- _Action item_:
From the data below, return each line in which the string "rename" is found.

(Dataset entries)
════════════════
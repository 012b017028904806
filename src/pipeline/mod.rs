//! Resolver pipeline for the current-price operation
//!
//! Two stages with an explicit typed context threaded from one to the next:
//! fetch the live quote, then persist it as an observation. Each stage either
//! produces the next context or fails the whole request with the originating
//! error kind; a feed failure never reaches the store, and a store failure
//! discards the fetched quote rather than reporting an unsaved price.

use crate::error::QueryError;
use crate::feed::{FeedError, PriceSource, Quote};
use crate::store::ObservationStore;
use chrono::Utc;
use serde::Serialize;
use std::sync::Arc;

/// Stage-0 context: the validated inbound request
#[derive(Debug, Clone)]
struct TickerRequest {
    ticker: String,
}

impl TickerRequest {
    /// The only ticker validation this core performs: non-empty
    fn new(ticker: &str) -> Result<Self, FeedError> {
        if ticker.is_empty() {
            return Err(FeedError::NotFound(ticker.to_string()));
        }
        Ok(Self {
            ticker: ticker.to_string(),
        })
    }
}

/// Stage-1 context: the request plus the quote the feed returned
#[derive(Debug, Clone)]
struct QuotedTicker {
    ticker: String,
    quote: Quote,
}

/// Terminal payload of a successful current-price request
#[derive(Debug, Clone, Serialize)]
pub struct TickerInfo {
    pub ticker: String,
    #[serde(rename = "latestPrice")]
    pub latest_price: Quote,
}

/// The fetch-then-persist resolver
pub struct TickerPipeline {
    feed: Arc<dyn PriceSource>,
    store: Arc<dyn ObservationStore>,
}

impl TickerPipeline {
    pub fn new(feed: Arc<dyn PriceSource>, store: Arc<dyn ObservationStore>) -> Self {
        Self { feed, store }
    }

    /// Run the pipeline for one ticker
    ///
    /// The context is scoped to this invocation; nothing is shared across
    /// requests, nothing is retried, and no stage runs after a failure.
    pub async fn resolve(&self, ticker: &str) -> Result<TickerInfo, QueryError> {
        let request = TickerRequest::new(ticker)?;
        let quoted = self.fetch_stage(request).await?;
        self.persist_stage(quoted).await
    }

    /// Stage 1: ticker in, quote out
    async fn fetch_stage(&self, ctx: TickerRequest) -> Result<QuotedTicker, QueryError> {
        let quote = self.feed.fetch_price(&ctx.ticker).await?;

        tracing::debug!(ticker = %ctx.ticker, usd = %quote.usd, "Fetch stage complete");

        Ok(QuotedTicker {
            ticker: ctx.ticker,
            quote,
        })
    }

    /// Stage 2: persist the quote, stamped with the persist-time clock
    async fn persist_stage(&self, ctx: QuotedTicker) -> Result<TickerInfo, QueryError> {
        let observed_at = Utc::now();
        let r = self
            .store
            .append(&ctx.ticker, observed_at, ctx.quote.usd)
            .await?;

        tracing::info!(
            ticker = %r.ticker,
            sort_key = %r.sort_key,
            usd = %ctx.quote.usd,
            "Observation persisted"
        );

        Ok(TickerInfo {
            ticker: ctx.ticker,
            latest_price: ctx.quote,
        })
    }
}
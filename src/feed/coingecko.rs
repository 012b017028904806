//! CoinGecko simple-price client
//!
//! Fetches spot prices from CoinGecko's `/api/v3/simple/price` endpoint.
//! The response is a map keyed by ticker id, e.g. `{"bitcoin": {"usd": 50000}}`;
//! we extract exactly the queried ticker's sub-object.

use super::{FeedError, PriceSource, Quote};
use async_trait::async_trait;
use reqwest::Client;
use rust_decimal::Decimal;
use serde_json::Value;
use std::collections::HashMap;
use std::time::Duration;

/// CoinGecko API base URL
pub const COINGECKO_API_URL: &str = "https://api.coingecko.com";

/// Quote currency is fixed; multi-currency is out of scope
const QUOTE_CURRENCY: &str = "usd";

/// Configuration for the CoinGecko client
#[derive(Debug, Clone)]
pub struct CoinGeckoConfig {
    /// Base URL for the API
    pub base_url: String,
    /// Request timeout
    pub timeout: Duration,
}

impl Default for CoinGeckoConfig {
    fn default() -> Self {
        Self {
            base_url: COINGECKO_API_URL.to_string(),
            timeout: Duration::from_secs(10),
        }
    }
}

/// Client for CoinGecko's simple price API
pub struct CoinGeckoClient {
    config: CoinGeckoConfig,
    client: Client,
}

impl CoinGeckoClient {
    /// Create a new client with default configuration
    pub fn new() -> Self {
        Self::with_config(CoinGeckoConfig::default())
    }

    /// Create a new client with custom configuration
    pub fn with_config(config: CoinGeckoConfig) -> Self {
        let client = Client::builder()
            .timeout(config.timeout)
            .build()
            .expect("Failed to create HTTP client");

        Self { config, client }
    }

    /// Extract the queried ticker's quote from the response body
    ///
    /// An unknown ticker comes back as a 200 with the key simply missing,
    /// which is a distinct condition from a body we cannot read at all.
    fn extract_quote(ticker: &str, body: &HashMap<String, Value>) -> Result<Quote, FeedError> {
        let entry = body
            .get(ticker)
            .ok_or_else(|| FeedError::NotFound(ticker.to_string()))?;

        let usd: Decimal = entry
            .get(QUOTE_CURRENCY)
            .cloned()
            .and_then(|v| serde_json::from_value(v).ok())
            .ok_or_else(|| {
                FeedError::Malformed(format!("no {} quote for ticker {}", QUOTE_CURRENCY, ticker))
            })?;

        Ok(Quote { usd })
    }
}

impl Default for CoinGeckoClient {
    fn default() -> Self {
        Self::new()
    }
}

#[async_trait]
impl PriceSource for CoinGeckoClient {
    async fn fetch_price(&self, ticker: &str) -> Result<Quote, FeedError> {
        let url = format!("{}/api/v3/simple/price", self.config.base_url);

        tracing::debug!(url = %url, ticker, "Fetching quote from CoinGecko");

        let response = self
            .client
            .get(&url)
            .query(&[("ids", ticker), ("vs_currencies", QUOTE_CURRENCY)])
            .send()
            .await
            .map_err(|e| FeedError::Unavailable(e.to_string()))?;

        let status = response.status();
        if !status.is_success() {
            return Err(FeedError::Unavailable(format!(
                "feed returned status {}",
                status
            )));
        }

        let body: HashMap<String, Value> = response
            .json()
            .await
            .map_err(|e| FeedError::Malformed(e.to_string()))?;

        let quote = Self::extract_quote(ticker, &body)?;

        tracing::debug!(ticker, usd = %quote.usd, "Fetched quote");

        Ok(quote)
    }
}

#[cfg(test)]
mod tests {
    use super::*;
    use rust_decimal_macros::dec;

    fn parse_body(json: &str) -> HashMap<String, Value> {
        serde_json::from_str(json).unwrap()
    }

    #[test]
    fn test_client_creation() {
        let client = CoinGeckoClient::new();
        assert_eq!(client.config.base_url, COINGECKO_API_URL);
        assert_eq!(client.config.timeout, Duration::from_secs(10));
    }

    #[test]
    fn test_client_custom_config() {
        let config = CoinGeckoConfig {
            base_url: "https://test.example.com".to_string(),
            timeout: Duration::from_secs(3),
        };
        let client = CoinGeckoClient::with_config(config);
        assert_eq!(client.config.base_url, "https://test.example.com");
    }

    #[test]
    fn test_extract_quote() {
        let body = parse_body(r#"{"bitcoin": {"usd": 50000}}"#);
        let quote = CoinGeckoClient::extract_quote("bitcoin", &body).unwrap();
        assert_eq!(quote.usd, dec!(50000));
    }

    #[test]
    fn test_extract_quote_fractional() {
        let body = parse_body(r#"{"dogecoin": {"usd": 0.0812}}"#);
        let quote = CoinGeckoClient::extract_quote("dogecoin", &body).unwrap();
        assert_eq!(quote.usd, dec!(0.0812));
    }

    #[test]
    fn test_extract_quote_unknown_ticker() {
        let body = parse_body(r#"{}"#);
        let err = CoinGeckoClient::extract_quote("not-a-coin", &body).unwrap_err();
        assert!(matches!(err, FeedError::NotFound(_)));
    }

    #[test]
    fn test_extract_quote_ticker_case_sensitive() {
        let body = parse_body(r#"{"bitcoin": {"usd": 50000}}"#);
        let err = CoinGeckoClient::extract_quote("Bitcoin", &body).unwrap_err();
        assert!(matches!(err, FeedError::NotFound(_)));
    }

    #[test]
    fn test_extract_quote_missing_currency() {
        let body = parse_body(r#"{"bitcoin": {"eur": 42000}}"#);
        let err = CoinGeckoClient::extract_quote("bitcoin", &body).unwrap_err();
        assert!(matches!(err, FeedError::Malformed(_)));
    }

    #[test]
    fn test_extract_quote_non_numeric_price() {
        let body = parse_body(r#"{"bitcoin": {"usd": "fifty grand"}}"#);
        let err = CoinGeckoClient::extract_quote("bitcoin", &body).unwrap_err();
        assert!(matches!(err, FeedError::Malformed(_)));
    }
}
//! Time-series store types

use super::key::SORT_KEY_PREFIX;
use rust_decimal::Decimal;
use serde::{Deserialize, Serialize};

/// One persisted price reading for a ticker
///
/// `timestamp` holds the canonical fixed-width encoding produced by
/// [`super::format_timestamp`]; it doubles as the ordering component of the
/// storage key. Observations are immutable once written.
#[derive(Debug, Clone, PartialEq, Serialize, Deserialize)]
pub struct PriceObservation {
    pub ticker: String,
    pub timestamp: String,
    #[serde(rename = "priceUSD")]
    pub price_usd: Decimal,
}

impl PriceObservation {
    /// Sort key this observation is stored under
    pub fn sort_key(&self) -> String {
        format!("{}{}", SORT_KEY_PREFIX, self.timestamp)
    }
}

/// Composite key of a freshly appended observation
#[derive(Debug, Clone, PartialEq, Eq)]
pub struct ObservationRef {
    /// Partition key
    pub ticker: String,
    /// Sort key within the partition
    pub sort_key: String,
}

/// One page of a descending history scan
#[derive(Debug, Clone, Serialize)]
pub struct HistoryPage {
    /// Observations, newest first
    pub items: Vec<PriceObservation>,
    /// Scan position to resume from, present iff more observations remain
    #[serde(rename = "nextToken", skip_serializing_if = "Option::is_none")]
    pub next_token: Option<String>,
    /// Effective page size the scan ran with
    #[serde(skip_serializing)]
    pub limit: usize,
}

#[cfg(test)]
mod tests {
    use super::*;
    use rust_decimal_macros::dec;

    #[test]
    fn test_observation_sort_key() {
        let obs = PriceObservation {
            ticker: "bitcoin".to_string(),
            timestamp: "2024-01-01T00:00:00.000Z".to_string(),
            price_usd: dec!(50000),
        };
        assert_eq!(obs.sort_key(), "price_2024-01-01T00:00:00.000Z");
    }

    #[test]
    fn test_observation_wire_shape() {
        let obs = PriceObservation {
            ticker: "bitcoin".to_string(),
            timestamp: "2024-01-01T00:00:00.000Z".to_string(),
            price_usd: dec!(50000),
        };
        let json = serde_json::to_value(&obs).unwrap();
        assert_eq!(json["ticker"], "bitcoin");
        assert_eq!(json["timestamp"], "2024-01-01T00:00:00.000Z");
        assert_eq!(json["priceUSD"], 50000.0);
    }

    #[test]
    fn test_history_page_omits_absent_token() {
        let page = HistoryPage {
            items: vec![],
            next_token: None,
            limit: 25,
        };
        let json = serde_json::to_value(&page).unwrap();
        assert!(json.get("nextToken").is_none());
        assert!(json.get("limit").is_none());
    }
}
════════════════
- _Your response_:
    #[serde(rename = "latestPrice")]
    #[serde(rename = "priceUSD")]
    #[serde(rename = "nextToken", skip_serializing_if = "Option::is_none")]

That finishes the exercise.